The use of Arctic sea ice coverage as a climate metric has received wide science and media coverage. This issue is motivated by the recent large reduction in late summer areal coverage (e.g. see the data on the excellent website The Cryosphere Today).
There is another sea ice metric to look at, however, and that is the date of the year of the minimum and maximum sea ice coverage. With the addition of well-mixed greenhouse gases into the atmosphere, we should expect the start of the freeze-up in the late summer/early fall to be later and the start of the melt in the late winter/early spring to be earlier.
Indeed, this is what is claimed in a recent talk by Mark C Serreze of the Cooperative Institute for Research in Environmental Sciences/National Snow and Ice Data Center (CIRES/NSIDC) at the University of Colorado Boulder (November 10 2008 — titled “”The Emergence of Arctic Amplification”), where his abstract reads
“The concept of Arctic amplification is that rises in surface air temperature in response to increasing atmospheric greenhouse gas concentrations will be larger in the Arctic compared to the Northern Hemisphere as a whole. Model-projected Arctic amplification is focused over the Arctic Ocean. As the climate warms, the summer melt season lengthens and intensifies, leading to less sea ice at summer’s end. Summertime absorption of solar energy in expanding open water areas increases the sensible heat content of the ocean. Ice formation in autumn and winter, important for insulating the warm ocean from the cooling atmosphere is delayed. This promotes enhanced upward heat fluxes, seen as strong warming at the surface and in the lower troposphere. Based on evidence from the NCEP and JRA-25 atmospheric reanalyses, the satellite-derived sea ice record and other data sources, Arctic amplification associated with declining ice extent has emerged in the past decade and is growing in strength. The extreme Arctic warmth of autumn 2007 and 2008 serves as an exclamation point on this trend. Anticipated impacts of continued Arctic amplification include alterations in patterns of atmospheric circulation and precipitation both within and beyond the Arctic, and enhanced warming of Arctic and subarctic land areas that may hasten carbon cycle feedbacks associated with thawing permafrost.”

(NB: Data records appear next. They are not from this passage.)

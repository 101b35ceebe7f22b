use std::path::Path;

use vsnap::*;

pub fn create_repo(dir: &Path) -> Repository {
    Repository::open(dir, OpenOptions {
        create: true,
        ..Default::default()
    })
    .unwrap()
}

pub fn write_file(root: &Path, rel: &str, content: &str) {
    let path = root.join(rel);
    if let Some(parent) = path.parent() {
        std::fs::create_dir_all(parent).unwrap();
    }
    std::fs::write(path, content).unwrap();
}

#[allow(dead_code)]
pub fn save(repo: &Repository) -> SaveOutcome {
    repo.save(&SaveOptions::default()).unwrap()
}

/// Repository saved once with `hello.txt`, `dir/a.txt` and `dir/b.txt`.
#[allow(dead_code)]
pub fn repo_with_files(dir: &Path) -> Repository {
    write_file(dir, "hello.txt", "hello");
    write_file(dir, "dir/a.txt", "aaa");
    write_file(dir, "dir/b.txt", "bbb");
    let repo = create_repo(dir);
    save(&repo);
    repo
}

/// Entries of the head version's root tree, keyed by name.
#[allow(dead_code)]
pub fn root_entries(repo: &Repository) -> std::collections::BTreeMap<String, TreeEntry> {
    let head = repo.head().unwrap().unwrap();
    let version = repo.store().get_version(head).unwrap();
    repo.store().tree_entries(version.tree).unwrap()
}

#[allow(dead_code)]
pub fn count_files(dir: &Path) -> usize {
    std::fs::read_dir(dir).unwrap().count()
}
#[cfg(test)]
mod tests {
    use super::*;
    use crate::index::MemoryCounters;
    use crate::memory::MemoryStore;
    use crate::worktree::MemoryTree;
    use std::collections::BTreeMap;

    type RecordedEntries = BTreeMap<String, TreeEntry>;

    struct Fixture {
        store: MemoryStore,
        counters: MemoryCounters,
        ignores: IgnoreSet,
    }

    impl Fixture {
        fn new() -> Self {
            Self {
                store: MemoryStore::new(),
                counters: MemoryCounters::new(),
                ignores: IgnoreSet::new(),
            }
        }

        fn snap<'a>(&'a self, tree: &'a MemoryTree) -> Snapshotter<'a> {
            Snapshotter::new(&self.store, &self.counters, tree, &self.ignores)
        }

        fn record(&self, tree: &MemoryTree) -> TreeId {
            let id = TreeId(self.counters.next_index(IndexClass::Tree).unwrap());
            self.snap(tree).materialize("", id).unwrap();
            id
        }

        fn entries(&self, id: TreeId) -> RecordedEntries {
            self.store.tree_entries(id).unwrap()
        }
    }

    fn tree_id(entries: &RecordedEntries, name: &str) -> TreeId {
        match &entries[name] {
            TreeEntry::Tree { id, .. } => *id,
            other => panic!("{} is not a tree: {:?}", name, other),
        }
    }

    #[test]
    fn materialize_nested() {
        let fx = Fixture::new();
        let mut wt = MemoryTree::new();
        wt.write("x.txt", "x").write("sub/y.txt", "y");
        let root = fx.record(&wt);

        let entries = fx.entries(root);
        assert_eq!(entries.len(), 2);
        let sub = fx.entries(tree_id(&entries, "sub"));
        assert!(matches!(sub["y.txt"], TreeEntry::Blob { .. }));
        assert_eq!(fx.store.tree_count(), 2);
        assert_eq!(fx.store.blob_count(), 2);
    }

    #[test]
    fn materialize_skips_ignored() {
        let mut fx = Fixture::new();
        fx.ignores.add_names(&["target", "*.log"]);
        let mut wt = MemoryTree::new();
        wt.write("a.rs", "").write("target/out", "").write("run.log", "");
        let root = fx.record(&wt);
        let entries = fx.entries(root);
        assert_eq!(entries.keys().collect::<Vec<_>>(), vec!["a.rs"]);
    }

    #[test]
    fn materialize_empty_dir() {
        let fx = Fixture::new();
        let mut wt = MemoryTree::new();
        wt.mkdir("empty");
        let root = fx.record(&wt);
        let empty = tree_id(&fx.entries(root), "empty");
        assert!(fx.entries(empty).is_empty());
    }

    #[test]
    fn reconcile_unchanged_returns_recorded() {
        let fx = Fixture::new();
        let mut wt = MemoryTree::new();
        wt.write("x.txt", "x").write("a/b/c.txt", "c");
        let root = fx.record(&wt);
        let writes = fx.store.writes();

        assert_eq!(fx.snap(&wt).reconcile("", root).unwrap(), root);
        assert_eq!(fx.store.writes(), writes);
    }

    #[test]
    fn reconcile_copy_on_write() {
        let fx = Fixture::new();
        let mut wt = MemoryTree::new();
        wt.write("a/b/c.txt", "c")
            .write("a/sibling/s.txt", "s")
            .write("other/o.txt", "o");
        let root = fx.record(&wt);
        let before = fx.entries(root);

        wt.write("a/b/c.txt", "changed");
        let new_root = fx.snap(&wt).reconcile("", root).unwrap();
        assert_ne!(new_root, root);

        let after = fx.entries(new_root);
        assert_eq!(tree_id(&after, "other"), tree_id(&before, "other"));
        assert_ne!(tree_id(&after, "a"), tree_id(&before, "a"));

        let a_before = fx.entries(tree_id(&before, "a"));
        let a_after = fx.entries(tree_id(&after, "a"));
        assert_eq!(tree_id(&a_after, "sibling"), tree_id(&a_before, "sibling"));
        assert_ne!(tree_id(&a_after, "b"), tree_id(&a_before, "b"));
    }

    #[test]
    fn reconcile_new_directory() {
        let fx = Fixture::new();
        let mut wt = MemoryTree::new();
        wt.write("x.txt", "x");
        let root = fx.record(&wt);
        let before = fx.entries(root);
        let blobs = fx.store.blob_count();

        wt.write("sub/y.txt", "y");
        let next_tree = fx.counters.peek(IndexClass::Tree);
        let new_root = fx.snap(&wt).reconcile("", root).unwrap();

        // One index for "sub", one for the rewritten root.
        assert_eq!(fx.counters.peek(IndexClass::Tree), next_tree + 2);
        assert_eq!(fx.store.blob_count(), blobs + 1);
        let after = fx.entries(new_root);
        assert_eq!(after["x.txt"], before["x.txt"]);
        assert_eq!(tree_id(&after, "sub"), TreeId(next_tree));
    }

    #[test]
    fn reconcile_deletion_rewrites() {
        let fx = Fixture::new();
        let mut wt = MemoryTree::new();
        wt.write("keep.txt", "k").write("gone.txt", "g");
        let root = fx.record(&wt);

        wt.remove("gone.txt");
        let new_root = fx.snap(&wt).reconcile("", root).unwrap();
        assert_ne!(new_root, root);
        assert!(!fx.entries(new_root).contains_key("gone.txt"));
    }

    #[test]
    fn reconcile_kind_change() {
        let fx = Fixture::new();
        let mut wt = MemoryTree::new();
        wt.write("thing", "file");
        let root = fx.record(&wt);

        wt.remove("thing").write("thing/inner.txt", "now a dir");
        let new_root = fx.snap(&wt).reconcile("", root).unwrap();
        let entries = fx.entries(new_root);
        let inner = fx.entries(tree_id(&entries, "thing"));
        assert!(inner.contains_key("inner.txt"));
    }

    #[test]
    fn reconcile_newly_ignored_entry_is_not_a_deletion() {
        let mut fx = Fixture::new();
        let mut wt = MemoryTree::new();
        wt.write("a.txt", "a").write("build.log", "b");
        let root = fx.record(&wt);

        fx.ignores.insert("*.log");
        assert_eq!(fx.snap(&wt).reconcile("", root).unwrap(), root);
    }

    #[test]
    fn reconcile_missing_subtree_fails() {
        let fx = Fixture::new();
        fx.store
            .create_tree(TreeId(0), &[TreeEntry::tree(TreeId(77), "sub")])
            .unwrap();
        let mut wt = MemoryTree::new();
        wt.write("sub/f", "f");
        let err = fx.snap(&wt).reconcile("", TreeId(0)).unwrap_err();
        assert!(matches!(err, crate::Error::MissingReference(_)));
    }

    #[test]
    fn status_classifies_without_writing() {
        let fx = Fixture::new();
        let mut wt = MemoryTree::new();
        wt.write("mod.txt", "1")
            .write("del1.txt", "d")
            .write("del2.txt", "d")
            .write("dir/old.txt", "o");
        let root = fx.record(&wt);
        let writes = fx.store.writes();
        let trees = fx.counters.peek(IndexClass::Tree);

        wt.write("mod.txt", "2")
            .remove("del1.txt")
            .remove("del2.txt")
            .remove("dir/old.txt")
            .write("fresh/a.txt", "a")
            .mkdir("fresh/empty")
            .write("top.txt", "t");

        let report = fx.snap(&wt).status(Some(root)).unwrap();
        assert_eq!(report.modified, vec!["mod.txt"]);
        // Deletions inside a subdirectory are found while descending, before
        // the root's own missing entries.
        assert_eq!(report.deleted, vec!["dir/old.txt", "del1.txt", "del2.txt"]);
        assert_eq!(report.new, vec!["fresh/a.txt", "fresh/empty/", "top.txt"]);
        assert_eq!(fx.store.writes(), writes);
        assert_eq!(fx.counters.peek(IndexClass::Tree), trees);
    }

    #[test]
    fn status_reports_deleted_directory() {
        let fx = Fixture::new();
        let mut wt = MemoryTree::new();
        wt.write("d/x", "x").write("y", "y");
        let root = fx.record(&wt);
        wt.remove("d");
        let report = fx.snap(&wt).status(Some(root)).unwrap();
        assert_eq!(report.deleted, vec!["d/"]);
    }

    #[test]
    fn status_without_recorded_tree_lists_files() {
        let fx = Fixture::new();
        let mut wt = MemoryTree::new();
        wt.write("b.txt", "").write("a/c.txt", "");
        let report = fx.snap(&wt).status(None).unwrap();
        assert_eq!(report.new, vec!["a/c.txt", "b.txt"]);
        assert!(report.deleted.is_empty());
        assert_eq!(fx.store.writes(), 0);
    }

    #[test]
    fn status_kind_change_is_modification() {
        let fx = Fixture::new();
        let mut wt = MemoryTree::new();
        wt.write("thing", "file");
        let root = fx.record(&wt);
        wt.remove("thing").mkdir("thing");
        let report = fx.snap(&wt).status(Some(root)).unwrap();
        assert_eq!(report.modified, vec!["thing"]);
        assert!(report.new.is_empty());
    }
}
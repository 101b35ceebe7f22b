//! Monotonic index counters naming trees and versions.

use std::path::{Path, PathBuf};
use std::sync::Mutex;

use crate::error::{Error, Result};
use crate::record;
use crate::store::write_atomic;
use crate::types::IndexClass;

/// Hands out unique, increasing indices per [`IndexClass`].
pub trait IndexAllocator {
    /// Return the next free index for `class` and advance the counter.
    ///
    /// The advanced counter is persisted before the index is returned, so
    /// an index is never handed out twice. Interrupted callers may leave
    /// gaps; indices are unique, not contiguous.
    ///
    /// # Errors
    /// Returns [`Error::StorageUnavailable`] if the counter cannot be read
    /// or written.
    fn next_index(&self, class: IndexClass) -> Result<u64>;
}

impl<A: IndexAllocator + ?Sized> IndexAllocator for &A {
    fn next_index(&self, class: IndexClass) -> Result<u64> {
        (**self).next_index(class)
    }
}

// ---------------------------------------------------------------------------
// CounterFiles
// ---------------------------------------------------------------------------

/// Counters stored as one decimal file per class under `<meta>/idx/`.
#[derive(Debug, Clone)]
pub struct CounterFiles {
    dir: PathBuf,
}

impl CounterFiles {
    /// Use the counters in `dir` (normally `<meta>/idx`).
    pub fn new(dir: impl Into<PathBuf>) -> Self {
        Self { dir: dir.into() }
    }

    /// Create `dir` and start every counter at 0.
    pub fn init(dir: impl Into<PathBuf>) -> Result<Self> {
        let counters = Self::new(dir);
        std::fs::create_dir_all(&counters.dir).map_err(|e| Error::storage(&counters.dir, e))?;
        for class in [IndexClass::Tree, IndexClass::Version] {
            write_atomic(&counters.path(class), b"0")?;
        }
        Ok(counters)
    }

    pub fn dir(&self) -> &Path {
        &self.dir
    }

    fn path(&self, class: IndexClass) -> PathBuf {
        self.dir.join(class.name())
    }

    /// Read the next free index for `class` without advancing it.
    pub fn peek(&self, class: IndexClass) -> Result<u64> {
        let path = self.path(class);
        let text = std::fs::read_to_string(&path).map_err(|e| Error::storage(&path, e))?;
        record::parse_index(class.name(), &text).map_err(|_| {
            Error::storage_msg(format!(
                "{}: counter does not hold an index",
                path.display()
            ))
        })
    }
}

impl IndexAllocator for CounterFiles {
    fn next_index(&self, class: IndexClass) -> Result<u64> {
        let index = self.peek(class)?;
        let next = index
            .checked_add(1)
            .ok_or_else(|| Error::storage_msg(format!("{} counter exhausted", class.name())))?;
        write_atomic(&self.path(class), next.to_string().as_bytes())?;
        log::debug!("allocated {} index {}", class.name(), index);
        Ok(index)
    }
}

// ---------------------------------------------------------------------------
// MemoryCounters
// ---------------------------------------------------------------------------

/// In-process counters, starting at 0. Nothing is persisted.
#[derive(Debug, Default)]
pub struct MemoryCounters {
    next: Mutex<[u64; 2]>,
}

impl MemoryCounters {
    pub fn new() -> Self {
        Self::default()
    }

    fn slot(class: IndexClass) -> usize {
        match class {
            IndexClass::Tree => 0,
            IndexClass::Version => 1,
        }
    }

    /// Read the next free index for `class` without advancing it.
    pub fn peek(&self, class: IndexClass) -> u64 {
        match self.next.lock() {
            Ok(next) => next[Self::slot(class)],
            Err(poisoned) => poisoned.into_inner()[Self::slot(class)],
        }
    }
}

impl IndexAllocator for MemoryCounters {
    fn next_index(&self, class: IndexClass) -> Result<u64> {
        let mut next = self
            .next
            .lock()
            .map_err(|e| Error::storage_msg(e.to_string()))?;
        let slot = &mut next[Self::slot(class)];
        let index = *slot;
        *slot += 1;
        Ok(index)
    }
}
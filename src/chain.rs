//! Version chain orchestration: when to create a version and how the head
//! moves.
//!
//! Write order is tree objects, then the version, then the head, so a crash
//! can leave unreferenced objects behind but never a head or a version that
//! points at something missing.

use std::collections::HashSet;

use crate::error::{Error, Result};
use crate::ignore::IgnoreSet;
use crate::index::IndexAllocator;
use crate::paths::{format_version_message, validate_branch_name};
use crate::snapshot::Snapshotter;
use crate::store::ObjectStore;
use crate::types::{
    IndexClass, SaveOptions, SaveOutcome, StatusReport, TreeEntry, TreeId, Version, VersionId,
};
use crate::worktree::WorkTree;

/// Message of the first version in a repository.
pub const INITIAL_MESSAGE: &str = "Initial save";

/// Single line of history rooted at one head pointer.
pub struct VersionChain<'a> {
    store: &'a dyn ObjectStore,
    counters: &'a dyn IndexAllocator,
    branch: String,
}

impl<'a> VersionChain<'a> {
    /// Bind a chain to `branch` in `store`.
    ///
    /// # Errors
    /// Returns [`Error::InvalidName`] if `branch` is not a valid head name.
    pub fn new(
        store: &'a dyn ObjectStore,
        counters: &'a dyn IndexAllocator,
        branch: impl Into<String>,
    ) -> Result<Self> {
        let branch = branch.into();
        validate_branch_name(&branch)?;
        Ok(Self {
            store,
            counters,
            branch,
        })
    }

    pub fn branch(&self) -> &str {
        &self.branch
    }

    /// The version head points at, or `None` before the first save.
    ///
    /// # Errors
    /// [`Error::HeadUnreadable`] if the head record exists but cannot be
    /// read or parsed.
    pub fn head(&self) -> Result<Option<VersionId>> {
        self.store
            .get_head(&self.branch)
            .map_err(|e| Error::head_unreadable(&self.branch, e))
    }

    /// Read version `id`.
    ///
    /// # Errors
    /// [`Error::VersionUnreadable`] if it is missing or corrupt.
    pub fn version(&self, id: VersionId) -> Result<Version> {
        self.store
            .get_version(id)
            .map_err(|e| Error::version_unreadable(id.0, e))
    }

    fn head_version(&self) -> Result<Option<(VersionId, Version)>> {
        match self.head()? {
            Some(id) => Ok(Some((id, self.version(id)?))),
            None => Ok(None),
        }
    }

    /// Snapshot `worktree` and advance the head if anything changed.
    ///
    /// Nothing is written when the tree matches the head version. On any
    /// error the head is left where it was.
    pub fn save(
        &self,
        worktree: &dyn WorkTree,
        ignores: &IgnoreSet,
        options: &SaveOptions,
    ) -> Result<SaveOutcome> {
        let snapshotter = Snapshotter::new(self.store, self.counters, worktree, ignores);

        let (parent, recorded) = match self.head_version()? {
            Some((id, version)) => (id, version.tree),
            None => return self.save_initial(&snapshotter, options),
        };

        let tree = snapshotter.reconcile("", recorded)?;
        if tree == recorded {
            log::info!("no changes since version {}", parent);
            return Ok(SaveOutcome::NoChanges { head: parent });
        }

        let version = VersionId(self.counters.next_index(IndexClass::Version)?);
        self.commit(
            version,
            Version {
                parent: Some(parent),
                tree,
                message: format_version_message(version, options.message.as_deref()),
            },
        )?;
        Ok(SaveOutcome::Saved {
            version,
            parent,
            tree,
        })
    }

    fn save_initial(
        &self,
        snapshotter: &Snapshotter<'_>,
        options: &SaveOptions,
    ) -> Result<SaveOutcome> {
        let version = VersionId(self.counters.next_index(IndexClass::Version)?);
        let tree = TreeId(self.counters.next_index(IndexClass::Tree)?);
        snapshotter.materialize("", tree)?;

        self.commit(
            version,
            Version {
                parent: None,
                tree,
                message: options
                    .message
                    .clone()
                    .unwrap_or_else(|| INITIAL_MESSAGE.to_string()),
            },
        )?;
        Ok(SaveOutcome::Initial { version, tree })
    }

    /// Write the version record, then move the head onto it.
    fn commit(&self, id: VersionId, version: Version) -> Result<()> {
        self.store.write_version(id, &version)?;
        self.store.set_head(&self.branch, id)?;
        log::info!(
            "saved version {} (tree {}, parent {})",
            id,
            version.tree,
            version
                .parent
                .map(|p| p.to_string())
                .unwrap_or_else(|| "none".into())
        );
        Ok(())
    }

    /// Classify `worktree` against the head version without writing.
    pub fn status(&self, worktree: &dyn WorkTree, ignores: &IgnoreSet) -> Result<StatusReport> {
        let recorded = self.head_version()?.map(|(_, version)| version.tree);
        Snapshotter::new(self.store, self.counters, worktree, ignores).status(recorded)
    }

    /// `true` if a save would record anything.
    pub fn has_pending_changes(
        &self,
        worktree: &dyn WorkTree,
        ignores: &IgnoreSet,
    ) -> Result<bool> {
        Ok(!self.status(worktree, ignores)?.is_clean())
    }

    /// All versions from the head back to the first one, newest first.
    ///
    /// # Errors
    /// [`Error::CorruptObject`] if the parent links form a cycle, or
    /// [`Error::VersionUnreadable`] for a broken link.
    pub fn history(&self) -> Result<Vec<(VersionId, Version)>> {
        let mut out = Vec::new();
        let mut seen = HashSet::new();
        let mut next = self.head()?;

        while let Some(id) = next {
            if !seen.insert(id) {
                return Err(Error::corrupt(format!(
                    "version chain of '{}' loops back to version {}",
                    self.branch, id
                )));
            }
            let version = self.version(id)?;
            next = version.parent;
            out.push((id, version));
        }
        Ok(out)
    }

    /// Walk the whole history and check that every tree and blob it
    /// references, directly or through subtrees, exists. Returns the number
    /// of versions.
    pub fn verify(&self) -> Result<usize> {
        let history = self.history()?;
        let mut checked = HashSet::new();
        for (id, version) in &history {
            self.verify_tree(version.tree, &mut checked)
                .map_err(|e| Error::version_unreadable(id.0, e))?;
        }
        Ok(history.len())
    }

    fn verify_tree(&self, id: TreeId, checked: &mut HashSet<TreeId>) -> Result<()> {
        if !checked.insert(id) {
            return Ok(());
        }
        for entry in self.store.read_tree(id)? {
            match entry {
                TreeEntry::Tree { id: child, .. } => self.verify_tree(child, checked)?,
                TreeEntry::Blob { fingerprint, name } => {
                    if !self.store.has_blob(&fingerprint)? {
                        return Err(Error::missing(format!(
                            "blob {} for '{}' in tree {}",
                            fingerprint, name, id
                        )));
                    }
                }
            }
        }
        Ok(())
    }
}
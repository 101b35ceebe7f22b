use crate::error::{Error, Result};
use crate::types::VersionId;

/// Join a working-tree relative directory and a child name with `/`.
///
/// An empty `prefix` means the working root, so the child name is returned
/// unchanged.
pub fn join(prefix: &str, name: &str) -> String {
    if prefix.is_empty() {
        name.to_string()
    } else {
        format!("{}/{}", prefix, name)
    }
}

/// Validate a head (branch) name.
///
/// Head names become file names inside the metadata directory, so path
/// separators, `..`, whitespace and control characters are rejected, as is
/// the reserved word `NULL`.
///
/// # Errors
/// Returns [`Error::InvalidName`] if the name violates any rule.
pub fn validate_branch_name(name: &str) -> Result<()> {
    if name.is_empty() {
        return Err(Error::invalid_name("branch name must not be empty"));
    }

    for ch in name.chars() {
        if ch == '/' || ch == '\\' || ch == ':' || ch.is_whitespace() || ch.is_control() {
            return Err(Error::invalid_name(format!(
                "branch name contains invalid character: {:?}",
                ch,
            )));
        }
    }

    if name.contains("..") || name == "." {
        return Err(Error::invalid_name("branch name must not contain '..'"));
    }

    if name == "NULL" {
        return Err(Error::invalid_name("branch name 'NULL' is reserved"));
    }

    Ok(())
}

/// Validate a working-tree entry name before it is written into a tree
/// record, which stores one entry per line.
///
/// # Errors
/// Returns [`Error::InvalidName`] for empty names or names containing `/`,
/// `\n` or `\r`.
pub fn validate_entry_name(name: &str) -> Result<()> {
    if name.is_empty() {
        return Err(Error::invalid_name("entry name must not be empty"));
    }
    if name.contains(['/', '\n', '\r']) {
        return Err(Error::invalid_name(format!(
            "entry name {:?} cannot be stored in a tree record",
            name,
        )));
    }
    Ok(())
}

/// Format a version message.
///
/// If `message` is `Some`, it is used directly; otherwise the default
/// `"Version <id>"` is generated.
pub fn format_version_message(id: VersionId, message: Option<&str>) -> String {
    match message {
        Some(msg) => msg.to_string(),
        None => format!("Version {}", id),
    }
}
//! Names excluded from every traversal of the working tree.
//!
//! An [`IgnoreSet`] is matched against the bare file name of each entry,
//! never against its path, so `build` hides every directory or file called
//! `build` at any depth. Names containing `*` or `?` are treated as
//! wildcard patterns; everything else must match exactly.

use std::collections::BTreeSet;
use std::fs;
use std::path::Path;

use crate::error::{Error, Result};
use crate::glob::{has_wildcard, name_matches};

/// Set of file names that the snapshot engine never looks at.
///
/// # Example
///
/// ```rust
/// use vsnap::IgnoreSet;
///
/// let mut ignores = IgnoreSet::new();
/// ignores.add_names(&["target", "*.log"]);
///
/// assert!(ignores.is_ignored("target"));
/// assert!(ignores.is_ignored("debug.log"));
/// assert!(!ignores.is_ignored("main.rs"));
/// ```
#[derive(Debug, Clone, Default)]
pub struct IgnoreSet {
    exact: BTreeSet<String>,
    patterns: Vec<String>,
}

impl IgnoreSet {
    /// Create an empty set that ignores nothing.
    pub fn new() -> Self {
        Self::default()
    }

    /// Add one name or wildcard pattern.
    ///
    /// Surrounding whitespace is trimmed; blank entries and entries starting
    /// with `#` are skipped.
    pub fn insert(&mut self, name: &str) {
        let trimmed = name.trim();
        if trimmed.is_empty() || trimmed.starts_with('#') {
            return;
        }
        if has_wildcard(trimmed) {
            if !self.patterns.iter().any(|p| p == trimmed) {
                self.patterns.push(trimmed.to_string());
            }
        } else {
            self.exact.insert(trimmed.to_string());
        }
    }

    /// Add several names at once.
    pub fn add_names(&mut self, names: &[&str]) {
        for &name in names {
            self.insert(name);
        }
    }

    /// Load names from a file, one per line.
    ///
    /// A missing file leaves the set unchanged and is not an error.
    ///
    /// # Errors
    ///
    /// Returns an error if the file exists but cannot be read.
    pub fn load_from_file(&mut self, path: &Path) -> Result<()> {
        if !path.exists() {
            return Ok(());
        }

        let contents = fs::read_to_string(path).map_err(|e| Error::io(path, e))?;
        for line in contents.lines() {
            self.insert(line);
        }
        log::debug!("loaded {} ignore entries from {}", self.len(), path.display());
        Ok(())
    }

    /// Return `true` if an entry called `name` must be skipped.
    pub fn is_ignored(&self, name: &str) -> bool {
        self.exact.contains(name) || self.patterns.iter().any(|p| name_matches(p, name))
    }

    /// Number of names and patterns in the set.
    pub fn len(&self) -> usize {
        self.exact.len() + self.patterns.len()
    }

    pub fn is_empty(&self) -> bool {
        self.len() == 0
    }
}

// ---------------------------------------------------------------------------
// Tests
// ---------------------------------------------------------------------------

The abstact includes the statement “As the climate warms, the summer melt season lengthens …”
In order to explore this issue further William Chapman, author of The Cryosphere Today website, graciously prepared an analysis of the dates of the minimum and maximum Arctic sea ice coverage since 1979. The plot of this data and the individual values in fraction of the year are presented below.
The finding in this data is that there is no clear evidence of a delay in the start of the later summer/early fall freeze up or [an earlier] start of the late winter/early spring melt despite the well below average areal sea ice coverage.
A priority in the climate modeling community should be an examination of their predictions of trends in the start of freeze up and start of melt dates, in order to see how they conform to the observational data. Also, the reason that the added atmospheric concentrations of well-mixed greenhouse gases are not changing the dates as expected needs to be provided.